I find the idea of a community “owning” a word ludicrous, which is why I oppose the double standard regarding the acceptable use of the N-word.
Before I go on, I want to assure readers that the actual word will not appear anywhere in this essay, even for reference purposes. The N-word is an awful slur, a venomous and emotionally laden epithet that has no place in our social vernacular.
I wish that word could be phased out of the Black community, like the purging of some virus ravaging the body of its host. Perhaps, then we can begin to heal.
Maybe you are already aware of the double standard: the N-word belongs to the Black community. It’s like some unspoken code. Black people can utter it without repercussion. We can say it in barber shop-type settings and in self-deprecating comedy routines and in certain genres of music.
However, the same latitude is not granted to those outside our community. When someone who is not from our community says it, he/she has just crossed the line, even if their intentions were anything but to offend. That word is our word. We own it.
I’d like to dispel that notion. Scratch that. I’d like to beat it over the head with a shovel and bury it in the backyard.

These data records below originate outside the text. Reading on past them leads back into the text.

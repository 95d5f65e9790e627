//! The persisted jump document
//!
//! ```json
//! {
//!     "datetime": "2024-05-01 09:30:00",
//!     "lastPath": "/home/me/src/api",
//!     "prevPath": "/home/me",
//!     "namedPaths": { "api": "/home/me/src/api" },
//!     "histories": { "<blake3 of path>": "/home/me/src/api" }
//! }
//! ```
//!
//! `histories` keeps insertion order, which matters for matching. It is
//! written as an id-keyed object and read back in document order; a plain
//! array of paths is accepted as well.

use std::collections::BTreeMap;
use std::fmt;

use serde::de::{self, MapAccess, SeqAccess, Visitor};
use serde::ser::SerializeMap;
use serde::{Deserialize, Deserializer, Serialize, Serializer};

use super::path::identify;

/// A user-assigned alias for a directory
#[derive(Debug, Clone, PartialEq, Eq, Serialize)]
pub struct NamedPath {
    pub name: String,
    pub path: String,
}

/// A directory the user has navigated into
#[derive(Debug, Clone, PartialEq, Eq, Serialize)]
pub struct HistoryEntry {
    pub id: String,
    pub path: String,
}

impl HistoryEntry {
    /// Creates an entry keyed by the identifier of `path`
    pub fn new(path: impl Into<String>) -> Self {
        let path = path.into();
        Self {
            id: identify(&path),
            path,
        }
    }
}

/// Ordered history entries
#[derive(Debug, Clone, Default, PartialEq, Eq)]
pub struct Histories(Vec<HistoryEntry>);

impl Histories {
    pub fn new(entries: Vec<HistoryEntry>) -> Self {
        Self(entries)
    }

    pub fn iter(&self) -> impl Iterator<Item = &HistoryEntry> {
        self.0.iter()
    }

    pub fn len(&self) -> usize {
        self.0.len()
    }

    pub fn is_empty(&self) -> bool {
        self.0.is_empty()
    }

    /// Paths in insertion order, without ids
    pub fn paths(&self) -> Vec<String> {
        self.0.iter().map(|e| e.path.clone()).collect()
    }

    pub fn into_entries(self) -> Vec<HistoryEntry> {
        self.0
    }
}

impl Serialize for Histories {
    fn serialize<S: Serializer>(&self, serializer: S) -> Result<S::Ok, S::Error> {
        let mut map = serializer.serialize_map(Some(self.0.len()))?;
        for entry in &self.0 {
            map.serialize_entry(&entry.id, &entry.path)?;
        }
        map.end()
    }
}

impl<'de> Deserialize<'de> for Histories {
    fn deserialize<D: Deserializer<'de>>(deserializer: D) -> Result<Self, D::Error> {
        deserializer.deserialize_any(HistoriesVisitor)
    }
}

struct HistoriesVisitor;

impl<'de> Visitor<'de> for HistoriesVisitor {
    type Value = Histories;

    fn expecting(&self, f: &mut fmt::Formatter) -> fmt::Result {
        f.write_str("an object of history ids to paths, or an array of paths")
    }

    fn visit_map<A: MapAccess<'de>>(self, mut access: A) -> Result<Self::Value, A::Error> {
        let mut entries = Vec::with_capacity(access.size_hint().unwrap_or(0));
        while let Some((id, path)) = access.next_entry::<String, String>()? {
            entries.push(HistoryEntry { id, path });
        }
        Ok(Histories(entries))
    }

    fn visit_seq<A: SeqAccess<'de>>(self, mut access: A) -> Result<Self::Value, A::Error> {
        let mut entries = Vec::with_capacity(access.size_hint().unwrap_or(0));
        while let Some(path) = access.next_element::<String>()? {
            entries.push(HistoryEntry::new(path));
        }
        Ok(Histories(entries))
    }

    fn visit_unit<E: de::Error>(self) -> Result<Self::Value, E> {
        Ok(Histories::default())
    }
}

/// Accepts an object of name to path, `null`, or an empty array.
///
/// Older data files written by other tools encode an empty map as `[]`.
fn named_paths<'de, D>(deserializer: D) -> Result<BTreeMap<String, String>, D::Error>
where
    D: Deserializer<'de>,
{
    struct NamedVisitor;

    impl<'de> Visitor<'de> for NamedVisitor {
        type Value = BTreeMap<String, String>;

        fn expecting(&self, f: &mut fmt::Formatter) -> fmt::Result {
            f.write_str("an object of names to paths")
        }

        fn visit_map<A: MapAccess<'de>>(self, mut access: A) -> Result<Self::Value, A::Error> {
            let mut named = BTreeMap::new();
            while let Some((name, path)) = access.next_entry::<String, String>()? {
                named.insert(name, path);
            }
            Ok(named)
        }

        fn visit_seq<A: SeqAccess<'de>>(self, mut access: A) -> Result<Self::Value, A::Error> {
            if access.next_element::<de::IgnoredAny>()?.is_some() {
                return Err(de::Error::invalid_type(de::Unexpected::Seq, &self));
            }
            Ok(BTreeMap::new())
        }

        fn visit_unit<E: de::Error>(self) -> Result<Self::Value, E> {
            Ok(BTreeMap::new())
        }
    }

    deserializer.deserialize_any(NamedVisitor)
}

/// Full persisted state
#[derive(Debug, Clone, Default, PartialEq, Eq, Serialize, Deserialize)]
#[serde(rename_all = "camelCase", default)]
pub struct StorageDocument {
    /// Informational write time, `YYYY-MM-DD HH:MM:SS`
    pub datetime: String,
    pub last_path: String,
    pub prev_path: String,
    #[serde(deserialize_with = "named_paths")]
    pub named_paths: BTreeMap<String, String>,
    pub histories: Histories,
}

impl StorageDocument {
    /// Converts to the flat form where `histories` is a plain ordered list
    pub fn into_list(self) -> ListDocument {
        ListDocument {
            datetime: self.datetime,
            last_path: self.last_path,
            prev_path: self.prev_path,
            named_paths: self.named_paths,
            histories: self.histories.paths(),
        }
    }
}

/// [`StorageDocument`] with history ids dropped
#[derive(Debug, Clone, PartialEq, Eq, Serialize)]
#[serde(rename_all = "camelCase")]
pub struct ListDocument {
    pub datetime: String,
    pub last_path: String,
    pub prev_path: String,
    pub named_paths: BTreeMap<String, String>,
    pub histories: Vec<String>,
}

/// Document as read from disk, where absent pointers stay `None`
#[derive(Debug, Default, Deserialize)]
#[serde(rename_all = "camelCase", default)]
pub(crate) struct IncomingDocument {
    pub last_path: Option<String>,
    pub prev_path: Option<String>,
    #[serde(deserialize_with = "named_paths")]
    pub named_paths: BTreeMap<String, String>,
    pub histories: Histories,
}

As a black man, I don’t claim ownership of that word. I don’t want ownership. That word has no positive meaning, value, or place in my life. I certainly don’t find it empowering to reclaim a racial slur that connotes generations of pain and prejudice.
There is no double standard. The N-word is not some privileged term that we own. In fact, I wish the Black hip-hop artists and comedians so endeared to the term would relinquish ownership of it, too.
I understand but disagree with the effort by marginalized communities to repurpose, refurbish, or otherwise reclaim disparaging terms. The aim largely is to neutralize the virus: to take this awful word and its awful history and lessen its destructive power by making it exclusively ours. The problem is that instead of letting the virus die, they would prefer to incubate it and create social rules around it, as if hugging the virus closer to our hearts will make it any less dangerous.
I’m also not so naive as to believe that if Black people stopped using the N-word it would suddenly disappear. We, as Black people, cannot control how the word is used by others to denigrate and disparage us, but we are taking control when we choose not to use it. We empower ourselves when we bust to pieces this double standard.
Genuine bigots considering using the term can no longer point to this so-called double standard to legitimize their use of the term. No longer will we have to suffer the tired excuse: “If Black people can say it, then White people should be able to do the same.”